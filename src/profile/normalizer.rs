//! Pure normalization of raw provider records into [`NormalizedProfile`] values.

// self
use crate::{
	config::STRATEGY_NAME,
	profile::record::{HumanName, NormalizedProfile, ProfileEntry, RawUserRecord},
};

/// Normalizes a parsed provider record into the provider-agnostic profile shape.
///
/// Pure and deterministic: no I/O, and no failure mode for malformed-but-present fields. A
/// single-word display name populates both `given_name` and `family_name` with that word,
/// leaving `middle_name` empty.
pub fn normalize(raw: RawUserRecord, body: impl Into<String>) -> NormalizedProfile {
	let name = split_display_name(raw.name.as_deref());

	NormalizedProfile {
		provider: STRATEGY_NAME.into(),
		id: raw.id.clone(),
		display_name: raw.name.clone(),
		name,
		emails: vec![ProfileEntry::new(raw.login.clone())],
		photos: vec![ProfileEntry::new(raw.avatar_url.clone())],
		login: raw.login.clone(),
		raw: body.into(),
		parsed: raw,
	}
}

fn split_display_name(display_name: Option<&str>) -> HumanName {
	let tokens: Vec<&str> = display_name.map(str::split_whitespace).into_iter().flatten().collect();

	match tokens.as_slice() {
		[] => HumanName::default(),
		[only] => HumanName {
			given_name: (*only).into(),
			middle_name: String::new(),
			family_name: (*only).into(),
		},
		[given, middle @ .., family] => HumanName {
			given_name: (*given).into(),
			middle_name: middle.join(" "),
			family_name: (*family).into(),
		},
	}
}

#[cfg(test)]
mod tests {
	// self
	use super::*;

	fn record(name: Option<&str>) -> RawUserRecord {
		RawUserRecord {
			id: Some("42".into()),
			name: name.map(Into::into),
			login: Some("jane@example.com".into()),
			avatar_url: None,
			extra: Default::default(),
		}
	}

	#[test]
	fn three_token_names_split_into_given_middle_family() {
		let profile = normalize(record(Some("A B C")), "{}");

		assert_eq!(profile.name.given_name, "A");
		assert_eq!(profile.name.middle_name, "B");
		assert_eq!(profile.name.family_name, "C");
	}

	#[test]
	fn two_token_names_leave_middle_empty() {
		let profile = normalize(record(Some("A B")), "{}");

		assert_eq!(profile.name.given_name, "A");
		assert_eq!(profile.name.middle_name, "");
		assert_eq!(profile.name.family_name, "B");
	}

	#[test]
	fn long_names_join_interior_tokens() {
		let profile = normalize(record(Some("A B C D")), "{}");

		assert_eq!(profile.name.given_name, "A");
		assert_eq!(profile.name.middle_name, "B C");
		assert_eq!(profile.name.family_name, "D");
	}

	#[test]
	fn single_token_names_fill_given_and_family() {
		let profile = normalize(record(Some("Madonna")), "{}");

		assert_eq!(profile.name.given_name, "Madonna");
		assert_eq!(profile.name.middle_name, "");
		assert_eq!(profile.name.family_name, "Madonna");
	}

	#[test]
	fn absent_names_degrade_to_empty_decomposition() {
		let profile = normalize(record(None), "{}");

		assert_eq!(profile.name, HumanName::default());
		assert!(profile.display_name.is_none());
	}

	#[test]
	fn emails_wrap_the_login_exactly_once() {
		let profile = normalize(record(Some("Jane Q Public")), "{}");

		assert_eq!(profile.emails.len(), 1);
		assert_eq!(profile.emails[0].value.as_deref(), Some("jane@example.com"));
	}

	#[test]
	fn photos_stay_present_without_an_avatar() {
		let profile = normalize(record(Some("Jane Q Public")), "{}");

		assert_eq!(profile.photos.len(), 1);
		assert!(profile.photos[0].value.is_none());
	}

	#[test]
	fn provider_literal_is_fixed() {
		let profile = normalize(RawUserRecord::default(), "{}");

		assert_eq!(profile.provider, STRATEGY_NAME);
	}

	#[test]
	fn normalization_is_deterministic() {
		let raw = RawUserRecord {
			avatar_url: Some("https://x/a.png".into()),
			..record(Some("Jane Q Public"))
		};
		let body = r#"{"id":"42","name":"Jane Q Public"}"#;

		assert_eq!(normalize(raw.clone(), body), normalize(raw, body));
	}

	#[test]
	fn full_scenario_matches_the_expected_shape() {
		let body = r#"{"id":"42","name":"Jane Q Public","login":"jane@example.com","avatar_url":"https://x/a.png"}"#;
		let raw: RawUserRecord =
			serde_json::from_str(body).expect("Scenario payload should deserialize.");
		let profile = normalize(raw.clone(), body);

		assert_eq!(profile.provider, "box");
		assert_eq!(profile.id.as_deref(), Some("42"));
		assert_eq!(profile.display_name.as_deref(), Some("Jane Q Public"));
		assert_eq!(profile.name.given_name, "Jane");
		assert_eq!(profile.name.middle_name, "Q");
		assert_eq!(profile.name.family_name, "Public");
		assert_eq!(profile.emails[0].value.as_deref(), Some("jane@example.com"));
		assert_eq!(profile.photos[0].value.as_deref(), Some("https://x/a.png"));
		assert_eq!(profile.login.as_deref(), Some("jane@example.com"));
		assert_eq!(profile.raw, body);
		assert_eq!(profile.parsed, raw);
	}
}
#####
### PROBLEM STATEMENT
From the entries, copy every line in which the word "clone" occurs.

### EXERCISE ANSWER
		id: raw.id.clone(),
		display_name: raw.name.clone(),
		emails: vec![ProfileEntry::new(raw.login.clone())],
		photos: vec![ProfileEntry::new(raw.avatar_url.clone())],
		login: raw.login.clone(),
		assert_eq!(normalize(raw.clone(), body), normalize(raw, body));
		let profile = normalize(raw.clone(), body);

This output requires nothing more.